§ **Exercise description**:
Please repeat the listing in its entirety, without any alteration.

§ **Supplied data**:
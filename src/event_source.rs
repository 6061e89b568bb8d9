//! Event sources
//!
//! External producers of events. A loop subscribes each of its sources
//! once it has a first model and disposes the subscriptions when it stops,
//! so nothing a source emits before start reaches the update function.

mod stream;
mod subject;

pub use stream::StreamEventSource;
pub use subject::EventSubject;

use crate::connectable::Consumer;
use crate::disposable::{CompositeDisposable, Disposable};
use std::marker::PhantomData;
use std::sync::Arc;

pub trait EventSource<E>: Send + Sync {
    /// Start delivering events to `consumer` until the returned handle is disposed.
    fn subscribe(&self, consumer: Consumer<E>) -> Box<dyn Disposable>;
}

impl<E, S: EventSource<E> + ?Sized> EventSource<E> for Arc<S> {
    fn subscribe(&self, consumer: Consumer<E>) -> Box<dyn Disposable> {
        (**self).subscribe(consumer)
    }
}

impl<E, S: EventSource<E> + ?Sized> EventSource<E> for Box<S> {
    fn subscribe(&self, consumer: Consumer<E>) -> Box<dyn Disposable> {
        (**self).subscribe(consumer)
    }
}

/// Several sources forwarding to the same consumer.
pub struct CompositeEventSource<E> {
    sources: Vec<Box<dyn EventSource<E>>>,
}

impl<E> CompositeEventSource<E> {
    pub fn new(sources: Vec<Box<dyn EventSource<E>>>) -> Self {
        Self { sources }
    }
}

impl<E> EventSource<E> for CompositeEventSource<E> {
    fn subscribe(&self, consumer: Consumer<E>) -> Box<dyn Disposable> {
        let subscriptions = self
            .sources
            .iter()
            .map(|source| source.subscribe(consumer.clone()))
            .collect();
        Box::new(CompositeDisposable::new(subscriptions))
    }
}

pub trait EventSourceExt<E>: EventSource<E> + Sized {
    /// Convert every event before it reaches the consumer.
    fn map<E2, F>(self, f: F) -> MapEventSource<Self, F, E>
    where
        F: Fn(E) -> E2 + Send + Sync + 'static,
    {
        MapEventSource {
            inner: self,
            f: Arc::new(f),
            _event: PhantomData,
        }
    }
}

impl<E, S: EventSource<E>> EventSourceExt<E> for S {}

pub struct MapEventSource<S, F, E> {
    inner: S,
    f: Arc<F>,
    _event: PhantomData<fn(E)>,
}

impl<E, E2, S, F> EventSource<E2> for MapEventSource<S, F, E>
where
    S: EventSource<E>,
    F: Fn(E) -> E2 + Send + Sync + 'static,
    E: 'static,
    E2: 'static,
{
    fn subscribe(&self, consumer: Consumer<E2>) -> Box<dyn Disposable> {
        let f = self.f.clone();
        self.inner.subscribe(Arc::new(move |event: E| consumer(f(event))))
    }
}

#[cfg(test)]
mod tests {
    use super::*;
    use crate::testing::RecordingConsumer;

    #[test]
    fn test_composite_forwards_every_source() {
        let numbers = EventSubject::<i32>::new();
        let words = EventSubject::<&'static str>::new();
        let sources: Vec<Box<dyn EventSource<String>>> = vec![
            Box::new(numbers.clone().map(|n: i32| n.to_string())),
            Box::new(words.clone().map(|w: &'static str| w.to_uppercase())),
        ];
        let source = CompositeEventSource::new(sources);
        let seen = RecordingConsumer::new();

        let subscription = source.subscribe(seen.consumer());
        numbers.emit(1);
        words.emit("two");
        subscription.dispose();
        numbers.emit(3);

        assert_eq!(seen.values(), vec!["1".to_string(), "TWO".to_string()]);
        assert_eq!(numbers.subscriber_count(), 0);
        assert_eq!(words.subscriber_count(), 0);
    }
}
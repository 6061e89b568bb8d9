//! Result of one update

/// Outcome of an update: an optional new model plus the effects to run.
///
/// Covers the four cases: no change, new model only, new model with
/// effects, effects only.
#[derive(Debug, Clone, PartialEq, Eq)]
pub struct Next<M, Ef> {
    model: Option<M>,
    effects: Vec<Ef>,
}

impl<M, Ef> Next<M, Ef> {
    pub fn no_change() -> Self {
        Self {
            model: None,
            effects: vec![],
        }
    }

    /// Replace the model, no effects.
    pub fn next(model: M) -> Self {
        Self {
            model: Some(model),
            effects: vec![],
        }
    }

    pub fn next_with(model: M, effects: impl IntoIterator<Item = Ef>) -> Self {
        Self::next(model).with_effects(effects)
    }

    /// Keep the model, run effects.
    pub fn dispatch(effects: impl IntoIterator<Item = Ef>) -> Self {
        Self::no_change().with_effects(effects)
    }

    #[must_use]
    pub fn with_effect(mut self, effect: Ef) -> Self {
        self.effects.push(effect);
        self
    }

    #[must_use]
    pub fn with_effects(mut self, effects: impl IntoIterator<Item = Ef>) -> Self {
        self.effects.extend(effects);
        self
    }

    pub fn model(&self) -> Option<&M> {
        self.model.as_ref()
    }

    pub fn effects(&self) -> &[Ef] {
        &self.effects
    }

    pub fn has_model(&self) -> bool {
        self.model.is_some()
    }

    pub fn has_effects(&self) -> bool {
        !self.effects.is_empty()
    }

    /// True if every given effect is present, counting duplicates.
    /// Order is ignored.
    pub fn contains_effects(&self, expected: &[Ef]) -> bool
    where
        Ef: PartialEq,
    {
        let mut remaining: Vec<&Ef> = self.effects.iter().collect();
        expected.iter().all(|effect| {
            match remaining.iter().position(|candidate| *candidate == effect) {
                Some(index) => {
                    remaining.swap_remove(index);
                    true
                }
                None => false,
            }
        })
    }

    pub fn into_parts(self) -> (Option<M>, Vec<Ef>) {
        (self.model, self.effects)
    }
}

impl<M, Ef> Default for Next<M, Ef> {
    fn default() -> Self {
        Self::no_change()
    }
}

#[cfg(test)]
mod tests {
    use super::*;

    #[test]
    fn test_no_change_has_nothing() {
        let next: Next<i32, &str> = Next::no_change();
        assert!(!next.has_model());
        assert!(!next.has_effects());
        assert_eq!(next.into_parts(), (None, vec![]));
    }

    #[test]
    fn test_reads_back_model_and_effects() {
        let next = Next::next_with(7, ["save", "log", "save"]);

        assert_eq!(next.model(), Some(&7));
        assert_eq!(next.effects(), &["save", "log", "save"]);
        assert!(next.has_model());
        assert!(next.has_effects());
    }

    #[test]
    fn test_dispatch_keeps_model() {
        let next: Next<i32, _> = Next::dispatch(["ping"]).with_effect("pong");
        assert_eq!(next.model(), None);
        assert_eq!(next.effects(), &["ping", "pong"]);
    }

    #[test]
    fn test_contains_effects_ignores_order_but_counts_duplicates() {
        let next: Next<(), _> = Next::dispatch([1, 2, 2, 3]);

        assert!(next.contains_effects(&[3, 1]));
        assert!(next.contains_effects(&[2, 2]));
        assert!(next.contains_effects(&[]));
        assert!(!next.contains_effects(&[2, 2, 2]));
        assert!(!next.contains_effects(&[4]));
    }
}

§ **Solution for this problem**:
filename src/event_source.rs
repository 6061e89b568bb8d9
//! Event sources
//!
//! External producers of events. A loop subscribes each of its sources
//! once it has a first model and disposes the subscriptions when it stops,
//! so nothing a source emits before start reaches the update function.

mod stream;
mod subject;

pub use stream::StreamEventSource;
pub use subject::EventSubject;

use crate::connectable::Consumer;
use crate::disposable::{CompositeDisposable, Disposable};
use std::marker::PhantomData;
use std::sync::Arc;

pub trait EventSource<E>: Send + Sync {
    /// Start delivering events to `consumer` until the returned handle is disposed.
    fn subscribe(&self, consumer: Consumer<E>) -> Box<dyn Disposable>;
}

impl<E, S: EventSource<E> + ?Sized> EventSource<E> for Arc<S> {
    fn subscribe(&self, consumer: Consumer<E>) -> Box<dyn Disposable> {
        (**self).subscribe(consumer)
    }
}

impl<E, S: EventSource<E> + ?Sized> EventSource<E> for Box<S> {
    fn subscribe(&self, consumer: Consumer<E>) -> Box<dyn Disposable> {
        (**self).subscribe(consumer)
    }
}

/// Several sources forwarding to the same consumer.
pub struct CompositeEventSource<E> {
    sources: Vec<Box<dyn EventSource<E>>>,
}

impl<E> CompositeEventSource<E> {
    pub fn new(sources: Vec<Box<dyn EventSource<E>>>) -> Self {
        Self { sources }
    }
}

impl<E> EventSource<E> for CompositeEventSource<E> {
    fn subscribe(&self, consumer: Consumer<E>) -> Box<dyn Disposable> {
        let subscriptions = self
            .sources
            .iter()
            .map(|source| source.subscribe(consumer.clone()))
            .collect();
        Box::new(CompositeDisposable::new(subscriptions))
    }
}

pub trait EventSourceExt<E>: EventSource<E> + Sized {
    /// Convert every event before it reaches the consumer.
    fn map<E2, F>(self, f: F) -> MapEventSource<Self, F, E>
    where
        F: Fn(E) -> E2 + Send + Sync + 'static,
    {
        MapEventSource {
            inner: self,
            f: Arc::new(f),
            _event: PhantomData,
        }
    }
}

impl<E, S: EventSource<E>> EventSourceExt<E> for S {}

pub struct MapEventSource<S, F, E> {
    inner: S,
    f: Arc<F>,
    _event: PhantomData<fn(E)>,
}

impl<E, E2, S, F> EventSource<E2> for MapEventSource<S, F, E>
where
    S: EventSource<E>,
    F: Fn(E) -> E2 + Send + Sync + 'static,
    E: 'static,
    E2: 'static,
{
    fn subscribe(&self, consumer: Consumer<E2>) -> Box<dyn Disposable> {
        let f = self.f.clone();
        self.inner.subscribe(Arc::new(move |event: E| consumer(f(event))))
    }
}

#[cfg(test)]
mod tests {
    use super::*;
    use crate::testing::RecordingConsumer;

    #[test]
    fn test_composite_forwards_every_source() {
        let numbers = EventSubject::<i32>::new();
        let words = EventSubject::<&'static str>::new();
        let sources: Vec<Box<dyn EventSource<String>>> = vec![
            Box::new(numbers.clone().map(|n: i32| n.to_string())),
            Box::new(words.clone().map(|w: &'static str| w.to_uppercase())),
        ];
        let source = CompositeEventSource::new(sources);
        let seen = RecordingConsumer::new();

        let subscription = source.subscribe(seen.consumer());
        numbers.emit(1);
        words.emit("two");
        subscription.dispose();
        numbers.emit(3);

        assert_eq!(seen.values(), vec!["1".to_string(), "TWO".to_string()]);
        assert_eq!(numbers.subscriber_count(), 0);
        assert_eq!(words.subscriber_count(), 0);
    }
}
repository 6061e89b568bb8d9
//! Result of one update

/// Outcome of an update: an optional new model plus the effects to run.
///
/// Covers the four cases: no change, new model only, new model with
/// effects, effects only.
#[derive(Debug, Clone, PartialEq, Eq)]
pub struct Next<M, Ef> {
    model: Option<M>,
    effects: Vec<Ef>,
}

impl<M, Ef> Next<M, Ef> {
    pub fn no_change() -> Self {
        Self {
            model: None,
            effects: vec![],
        }
    }

    /// Replace the model, no effects.
    pub fn next(model: M) -> Self {
        Self {
            model: Some(model),
            effects: vec![],
        }
    }

    pub fn next_with(model: M, effects: impl IntoIterator<Item = Ef>) -> Self {
        Self::next(model).with_effects(effects)
    }

    /// Keep the model, run effects.
    pub fn dispatch(effects: impl IntoIterator<Item = Ef>) -> Self {
        Self::no_change().with_effects(effects)
    }

    #[must_use]
    pub fn with_effect(mut self, effect: Ef) -> Self {
        self.effects.push(effect);
        self
    }

    #[must_use]
    pub fn with_effects(mut self, effects: impl IntoIterator<Item = Ef>) -> Self {
        self.effects.extend(effects);
        self
    }

    pub fn model(&self) -> Option<&M> {
        self.model.as_ref()
    }

    pub fn effects(&self) -> &[Ef] {
        &self.effects
    }

    pub fn has_model(&self) -> bool {
        self.model.is_some()
    }

    pub fn has_effects(&self) -> bool {
        !self.effects.is_empty()
    }

    /// True if every given effect is present, counting duplicates.
    /// Order is ignored.
    pub fn contains_effects(&self, expected: &[Ef]) -> bool
    where
        Ef: PartialEq,
    {
        let mut remaining: Vec<&Ef> = self.effects.iter().collect();
        expected.iter().all(|effect| {
            match remaining.iter().position(|candidate| *candidate == effect) {
                Some(index) => {
                    remaining.swap_remove(index);
                    true
                }
                None => false,
            }
        })
    }

    pub fn into_parts(self) -> (Option<M>, Vec<Ef>) {
        (self.model, self.effects)
    }
}

impl<M, Ef> Default for Next<M, Ef> {
    fn default() -> Self {
        Self::no_change()
    }
}

#[cfg(test)]
mod tests {
    use super::*;

    #[test]
    fn test_no_change_has_nothing() {
        let next: Next<i32, &str> = Next::no_change();
        assert!(!next.has_model());
        assert!(!next.has_effects());
        assert_eq!(next.into_parts(), (None, vec![]));
    }

    #[test]
    fn test_reads_back_model_and_effects() {
        let next = Next::next_with(7, ["save", "log", "save"]);

        assert_eq!(next.model(), Some(&7));
        assert_eq!(next.effects(), &["save", "log", "save"]);
        assert!(next.has_model());
        assert!(next.has_effects());
    }

    #[test]
    fn test_dispatch_keeps_model() {
        let next: Next<i32, _> = Next::dispatch(["ping"]).with_effect("pong");
        assert_eq!(next.model(), None);
        assert_eq!(next.effects(), &["ping", "pong"]);
    }

    #[test]
    fn test_contains_effects_ignores_order_but_counts_duplicates() {
        let next: Next<(), _> = Next::dispatch([1, 2, 2, 3]);

        assert!(next.contains_effects(&[3, 1]));
        assert!(next.contains_effects(&[2, 2]));
        assert!(next.contains_effects(&[]));
        assert!(!next.contains_effects(&[2, 2, 2]));
        assert!(!next.contains_effects(&[4]));
    }
}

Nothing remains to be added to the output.